The Lightning were without starting goaltender Ben Bishop and turned to rookie Andrei Vasilevsky to man the pipes. Vasilevsky played well, especially late as Chicago poured it on, but it wasn't enough to overcome a Hawks team that seemed to finally catch it's stride.
The first period certainly belonged to the Lightning as the Blackhawks looked all out of sorts thanks in large part to Quenneville's decision to juggle all of his lines - the Hawks ended the period with just two shots on goal.
Fortunately for Quenneville, Blackhawks netminder Corey Crawford stoned Tyler Johnson on a try down low during a Tampa power play late in the first and the two combatants ended the game's initial period scoreless.
Blackhawks defenseman Kimmo Timonen's first contribution to the finals came in the form of a penalty for hooking.
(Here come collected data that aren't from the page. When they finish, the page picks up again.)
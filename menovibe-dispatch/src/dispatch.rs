use crate::{DispatchConfig, RelayGenerator, RemoteAgentDescriptor, RemoteAgentTool};
use futures::future::join_all;
use menovibe_core::{AggregatedResult, MenovibeError, Result, Tool};
use menovibe_server::{ClientConfig, resolve_agent_card};
use std::sync::Arc;

/// Registry of the configured specialists, in configuration order.
pub struct Dispatch {
    tools: Vec<Arc<RemoteAgentTool>>,
    client_config: ClientConfig,
}

impl Dispatch {
    /// Names each specialist after its address. No network traffic.
    pub fn new(config: &DispatchConfig) -> Result<Self> {
        let descriptors =
            config.addresses.iter().map(|a| RemoteAgentDescriptor::from_address(a)).collect();
        Self::from_descriptors(descriptors, config.client.clone())
    }

    /// Fetches every specialist's agent card concurrently. Unreachable cards fall back
    /// to address-derived names.
    pub async fn discover(config: &DispatchConfig) -> Result<Self> {
        let http_client = reqwest::Client::builder()
            .connect_timeout(config.client.connect_timeout)
            .build()
            .map_err(|e| MenovibeError::Config(format!("failed to build HTTP client: {}", e)))?;

        let lookups = config.addresses.iter().map(|address| {
            let http_client = &http_client;
            async move {
                match resolve_agent_card(http_client, address, config.card_timeout).await {
                    Ok(card) => RemoteAgentDescriptor::from_card(address, &card),
                    Err(e) => {
                        tracing::warn!(%address, error = %e, "agent card unavailable, naming specialist from its address");
                        RemoteAgentDescriptor::from_address(address)
                    }
                }
            }
        });
        let descriptors = join_all(lookups).await;
        Self::from_descriptors(descriptors, config.client.clone())
    }

    /// Duplicate names get a numeric suffix so every tool stays addressable.
    pub fn from_descriptors(
        descriptors: Vec<RemoteAgentDescriptor>,
        client_config: ClientConfig,
    ) -> Result<Self> {
        let mut tools: Vec<Arc<RemoteAgentTool>> = Vec::with_capacity(descriptors.len());
        for mut descriptor in descriptors {
            let base = descriptor.name.clone();
            let mut n = 2;
            while tools.iter().any(|t| t.name() == descriptor.name) {
                descriptor.name = format!("{}_{}", base, n);
                n += 1;
            }
            tracing::info!(name = %descriptor.name, address = %descriptor.base_url, "specialist registered");
            tools.push(Arc::new(RemoteAgentTool::new(descriptor, client_config.clone())?));
        }
        Ok(Self { tools, client_config })
    }

    pub fn tools(&self) -> Vec<Arc<dyn Tool>> {
        self.tools.iter().map(|t| t.clone() as Arc<dyn Tool>).collect()
    }

    pub fn get(&self, name: &str) -> Option<&Arc<RemoteAgentTool>> {
        self.tools.iter().find(|t| t.name() == name)
    }

    pub fn descriptors(&self) -> impl Iterator<Item = &RemoteAgentDescriptor> {
        self.tools.iter().map(|t| t.descriptor())
    }

    pub fn len(&self) -> usize {
        self.tools.len()
    }

    pub fn is_empty(&self) -> bool {
        self.tools.is_empty()
    }

    pub async fn call(&self, name: &str, text: &str) -> AggregatedResult {
        match self.get(name) {
            Some(tool) => tool.call(text).await,
            None => {
                tracing::warn!(name, "call to unknown specialist");
                AggregatedResult::Error(format!("Unknown specialist agent '{}'", name))
            }
        }
    }

    /// A generator streaming through to the named specialist.
    pub fn relay(&self, name: &str) -> Result<RelayGenerator> {
        let tool = self.get(name).ok_or_else(|| {
            MenovibeError::Config(format!("Unknown specialist agent '{}'", name))
        })?;
        RelayGenerator::new(tool.descriptor(), self.client_config.clone())
    }
}
use menovibe_core::{MenovibeError, Result};
use menovibe_server::ClientConfig;
use std::time::Duration;

pub const REMOTE_AGENT_ADDRESSES_ENV: &str = "REMOTE_AGENT_ADDRESSES";

/// Which specialists the orchestrator talks to, and how.
#[derive(Debug, Clone)]
pub struct DispatchConfig {
    /// Base addresses, trimmed and without trailing `/`. Never empty.
    pub addresses: Vec<String>,
    pub client: ClientConfig,
    /// Bound on each agent-card fetch during discovery.
    pub card_timeout: Duration,
}

impl DispatchConfig {
    pub fn new<I, S>(addresses: I) -> Result<Self>
    where
        I: IntoIterator<Item = S>,
        S: AsRef<str>,
    {
        let addresses: Vec<String> = addresses
            .into_iter()
            .map(|a| normalize(a.as_ref()))
            .filter(|a| !a.is_empty())
            .collect();
        if addresses.is_empty() {
            return Err(MenovibeError::Config(format!(
                "{} must list at least one specialist address",
                REMOTE_AGENT_ADDRESSES_ENV
            )));
        }
        Ok(Self { addresses, client: ClientConfig::default(), card_timeout: Duration::from_secs(5) })
    }

    /// Reads the comma-separated `REMOTE_AGENT_ADDRESSES`.
    pub fn from_env() -> Result<Self> {
        Self::from_lookup(|key| std::env::var(key).ok())
    }

    pub fn from_lookup(lookup: impl Fn(&str) -> Option<String>) -> Result<Self> {
        let raw = lookup(REMOTE_AGENT_ADDRESSES_ENV).unwrap_or_default();
        Self::new(parse_addresses(&raw))
    }

    pub fn with_client_config(mut self, client: ClientConfig) -> Self {
        self.client = client;
        self
    }

    pub fn with_card_timeout(mut self, timeout: Duration) -> Self {
        self.card_timeout = timeout;
        self
    }
}

/// Splits a comma-separated list, dropping blank entries.
pub fn parse_addresses(raw: &str) -> Vec<String> {
    raw.split(',').map(normalize).filter(|a| !a.is_empty()).collect()
}

fn normalize(address: &str) -> String {
    address.trim().trim_end_matches('/').to_string()
}

#[cfg(test)]
mod tests {
    use super::*;

    #[test]
    fn test_parse_addresses() {
        let parsed = parse_addresses(" http://a:8001/ ,, http://b:8002,  ,http://c:8003//");
        assert_eq!(parsed, vec!["http://a:8001", "http://b:8002", "http://c:8003"]);
    }

    #[test]
    fn test_from_lookup() {
        let config = DispatchConfig::from_lookup(|key| {
            (key == REMOTE_AGENT_ADDRESSES_ENV).then(|| "http://a:8001/,http://b:8002".to_string())
        })
        .unwrap();
        assert_eq!(config.addresses, vec!["http://a:8001", "http://b:8002"]);
        assert_eq!(config.card_timeout, Duration::from_secs(5));
    }

    #[test]
    fn test_empty_list_fails_fast() {
        assert!(matches!(DispatchConfig::from_lookup(|_| None), Err(MenovibeError::Config(_))));
        assert!(matches!(
            DispatchConfig::from_lookup(|_| Some(" , ,".to_string())),
            Err(MenovibeError::Config(_))
        ));
        assert!(DispatchConfig::new(Vec::<String>::new()).is_err());
    }
}
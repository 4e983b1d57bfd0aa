//! Text helpers for outgoing responses.

/// Prefix of a legacy formatting code (`§a`, `§l`, ...)
pub const COLOR_CHAR: char = '\u{00A7}';

/// Largest body a single response packet carries, in bytes.
pub const MAX_CHUNK_SIZE: usize = 2048;

/// Returns true for the characters that may follow [`COLOR_CHAR`].
#[inline]
fn is_format_code(c: char) -> bool {
    matches!(c.to_ascii_lowercase(), '0'..='9' | 'a'..='f' | 'k'..='o' | 'r')
}

/// Removes every `§` + format-code pair from `input`.
///
/// A `§` that is not followed by a valid code is left in place.
pub fn strip_colors(input: &str) -> String {
    let mut out = String::with_capacity(input.len());
    let mut chars = input.chars().peekable();

    while let Some(c) = chars.next() {
        if c == COLOR_CHAR {
            if let Some(&next) = chars.peek() {
                if is_format_code(next) {
                    chars.next();
                    continue;
                }
            }
        }
        out.push(c);
    }

    out
}

/// Splits `message` into slices of at most `limit` bytes, in order.
///
/// Slices end on character boundaries, so one may come out shorter than
/// `limit` when a multi-byte character straddles the limit. An empty
/// message yields a single empty slice.
pub fn chunk_message(message: &str, limit: usize) -> Vec<&str> {
    debug_assert!(limit >= 4, "limit must fit any UTF-8 character");

    if message.is_empty() {
        return vec![""];
    }

    let mut chunks = Vec::with_capacity(message.len().div_ceil(limit));
    let mut rest = message;

    while !rest.is_empty() {
        let mut end = rest.len().min(limit);
        while !rest.is_char_boundary(end) {
            end -= 1;
        }
        let (chunk, tail) = rest.split_at(end);
        chunks.push(chunk);
        rest = tail;
    }

    chunks
}
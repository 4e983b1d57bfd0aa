//! Connection Driver
//!
//! One task per accepted socket. The task owns the read buffer, the
//! [`SessionHandler`](crate::session::SessionHandler) and the write half;
//! nothing about a client is shared except the [`ConnectionStats`] counters.
//!
//! A connection ends for one of four reasons:
//!
//! ```text
//!                 ┌─ length < 0 or > 4096 ──> close, no reply (violation)
//!                 │
//!  read / write ──┼─ no traffic either way for idle_timeout ──> close
//!                 │
//!                 ├─ EOF or reset from the client ──> close
//!                 │
//!                 └─ shutdown watch = true ──> answer in-flight command, close
//! ```
//!
//! A `stop` reply is flushed first; only then is the host asked to shut
//! down.

pub mod handler;

// Re-export commonly used types
pub use handler::{handle_connection, ConnectionError, ConnectionHandler, ConnectionStats};
//! Length-Prefixed Frame Codec
//!
//! Every RCON message travels inside a frame: a 4-byte little-endian signed
//! length followed by exactly that many payload bytes. This module knows
//! nothing about packet semantics; it only splits a byte stream into frames
//! and glues frames back onto it.
//!
//! ## Wire Layout
//!
//! ```text
//! ┌──────────────────┬──────────────────────────────┐
//! │ length: i32 (LE) │ payload: `length` bytes      │
//! └──────────────────┴──────────────────────────────┘
//! ```
//!
//! ## How the Parser Works
//!
//! Like an incremental parser, [`FrameParser::parse`] returns either:
//! - `Ok(Some((frame, consumed)))` - a complete frame, `consumed` bytes used
//! - `Ok(None)` - the frame is incomplete, nothing may be consumed yet
//! - `Err(FrameError)` - the declared length is out of bounds
//!
//! An out-of-bounds length is never recoverable. A peer that declares a
//! negative or giant length gets its connection closed before we allocate
//! anything for it.

use bytes::{BufMut, Bytes, BytesMut};
use thiserror::Error;

/// Maximum payload size of a single frame, in bytes.
pub const MAX_PACKET_SIZE: usize = 4096;

/// Size of the length prefix.
pub const LENGTH_FIELD_SIZE: usize = 4;

/// Errors that can occur while splitting frames.
#[derive(Debug, Error, Clone, PartialEq, Eq)]
pub enum FrameError {
    /// Declared length is negative or larger than [`MAX_PACKET_SIZE`]
    #[error("invalid packet size: {0} (max: {max})", max = MAX_PACKET_SIZE)]
    InvalidLength(i32),
}

/// Result type for frame operations.
pub type FrameResult<T> = Result<T, FrameError>;

/// Stateless splitter for length-prefixed frames.
#[derive(Debug, Default, Clone, Copy)]
pub struct FrameParser;

impl FrameParser {
    /// Creates a new frame parser.
    pub fn new() -> Self {
        Self
    }

    /// Attempts to split one frame off the front of `buf`.
    ///
    /// The buffer itself is never modified; the caller advances it by the
    /// returned `consumed` count.
    pub fn parse(&self, buf: &[u8]) -> FrameResult<Option<(Bytes, usize)>> {
        let length = match peek_length(buf) {
            Some(length) => length,
            None => return Ok(None),
        };

        if length < 0 || length as usize > MAX_PACKET_SIZE {
            return Err(FrameError::InvalidLength(length));
        }

        let length = length as usize;
        let total = LENGTH_FIELD_SIZE + length;
        if buf.len() < total {
            return Ok(None);
        }

        let frame = Bytes::copy_from_slice(&buf[LENGTH_FIELD_SIZE..total]);
        Ok(Some((frame, total)))
    }
}

/// Reads the length prefix without consuming it.
#[inline]
fn peek_length(buf: &[u8]) -> Option<i32> {
    let prefix: [u8; LENGTH_FIELD_SIZE] = buf.get(..LENGTH_FIELD_SIZE)?.try_into().ok()?;
    Some(i32::from_le_bytes(prefix))
}

/// Appends `payload` to `dst` as one frame.
///
/// No padding is added here; packet-level padding belongs to
/// [`crate::protocol::Packet`].
pub fn encode_frame(payload: &[u8], dst: &mut BytesMut) {
    dst.reserve(LENGTH_FIELD_SIZE + payload.len());
    dst.put_i32_le(payload.len() as i32);
    dst.put_slice(payload);
}

/// Helper function to split a single frame from bytes.
pub fn parse_frame(buf: &[u8]) -> FrameResult<Option<(Bytes, usize)>> {
    FrameParser::new().parse(buf)
}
Timonen, who was diagnosed last offseason with career-threatening blood clots, fought his way back just in time for the Philadelphia Flyers to flip him to the Blackhawks prior to the NHL trade deadline.
A veteran of 16 NHL seasons, Timonen now has one final opportunity to chase the Cup. The rust of his healthy scratch status for the first three games of the series was apparent early, as the grizzled Finn took the hooking penalty, but he drew a power play of his own for the Hawks and seemed to settle in shortly thereafter.
Chicago hit two posts as they began to buzz in the second before Toews finally opened the scoring, knocking home a rebound.
Tampa Bay evened it up with less than ten minutes left in the second as Alex Killorn somehow wound up all alone and with a wide open net in front of Crawford and buried it.
Blackhawks pending restricted free agent Brandon Saad beat Vasilevsky down low after sticking with a bobbling puck to open the scoring in the third and put the Hawks up 2-1.
It would prove to be just as enough as Crawford and the Hawks survived two golden opportunities from Lightning captain Steven Stamkos out front in the last minute to win the game and tie the series up at two games-a-piece.